Objective Evaluate the efficacy and safety of colesevelam hydrochloride in children with heterozygous familial hypercholesterolemia (heFH). Study design This was a randomized, double-blind, 41-site study in 194 children aged 10 to 17 years (inclusive) with heFH (statin-naïve or on a stable statin regimen). After a 4-week stabilization period (period I), subjects were randomized 1:1:1 to placebo, colesevelam 1.875 g/d, or colesevelam 3.75 g/d for 8 weeks (period II). All then received open-label colesevelam 3.75 g/d for 18 weeks (period III), with follow-up 2 weeks later. The primary endpoint was percent change in low-density lipoprotein (LDL)-cholesterol from baseline to week 8. Secondary endpoints included percent change in other lipoprotein variables, including non-high-density lipoprotein (non-HDL)-cholesterol.

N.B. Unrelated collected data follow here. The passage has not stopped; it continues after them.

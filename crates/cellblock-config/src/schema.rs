//! Raw configuration schema (as parsed from TOML)

use serde::{Deserialize, Serialize};
use std::path::PathBuf;

/// Raw configuration as parsed from TOML
#[derive(Debug, Clone, Deserialize, Serialize)]
pub struct RawConfig {
    /// Config schema version
    pub config_version: u32,

    #[serde(default)]
    pub daemon: RawDaemonConfig,

    #[serde(default)]
    pub sentences: RawSentences,

    #[serde(default)]
    pub permissions: RawPermissions,

    #[serde(default)]
    pub legacy: RawLegacy,

    #[serde(default)]
    pub subcommands: RawSubcommands,
}

/// Daemon-level settings
#[derive(Debug, Clone, Default, Deserialize, Serialize)]
pub struct RawDaemonConfig {
    /// IPC socket path
    pub socket_path: Option<PathBuf>,

    /// Data directory for the record store
    pub data_dir: Option<PathBuf>,
}

/// Sentence accounting
#[derive(Debug, Clone, Default, Deserialize, Serialize)]
pub struct RawSentences {
    /// Keep counting down while the prisoner is offline
    pub offline_time: Option<bool>,

    /// How often the release sweep runs
    pub sweep_interval_seconds: Option<u64>,

    /// Periodic full save; 0 disables it
    pub autosave_minutes: Option<u64>,
}

/// Permission group handling
#[derive(Debug, Clone, Default, Deserialize, Serialize)]
pub struct RawPermissions {
    /// Move prisoners into `prisoner_group` while jailed
    pub change_group: Option<bool>,

    pub prisoner_group: Option<String>,
}

/// Settings kept only to read old data
#[derive(Debug, Clone, Default, Deserialize, Serialize)]
pub struct RawLegacy {
    /// Location older releases stored when a prisoner's real location was unknown
    pub backup_location: Option<RawLocation>,
}

#[derive(Debug, Clone, Deserialize, Serialize)]
pub struct RawLocation {
    pub world: String,
    pub x: f64,
    pub y: f64,
    pub z: f64,
    pub yaw: Option<f32>,
    pub pitch: Option<f32>,
}

/// Commands run when a prisoner is jailed or released
#[derive(Debug, Clone, Default, Deserialize, Serialize)]
pub struct RawSubcommands {
    #[serde(default)]
    pub on_jail: RawSubcommandSet,

    #[serde(default)]
    pub on_release: RawSubcommandSet,
}

#[derive(Debug, Clone, Default, Deserialize, Serialize)]
pub struct RawSubcommandSet {
    #[serde(default)]
    pub as_prisoner: Vec<String>,

    #[serde(default)]
    pub as_console: Vec<String>,
}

Adverse events were also evaluated. Results At week 8, a significant difference from baseline in LDL-cholesterol was reported with colesevelam 1.875 g/d (−6.3%; P = .031) and colesevelam 3.75 g/d (−12.5%; P < .001) compared with placebo. Significant treatment effects were also reported for total cholesterol (−7.4%), non-HDL-cholesterol (−10.9%), HDL-cholesterol (+6.1%), apolipoprotein A-I (+6.9%), and apolipoprotein B (−8.3%) and a nonsignificant effect for triglycerides (+5.1%) with colesevelam 3.75 g/d compared with placebo at week 8. These treatment effects were maintained during period III. Conclusions Colesevelam significantly lowered LDL-cholesterol levels in children with heFH.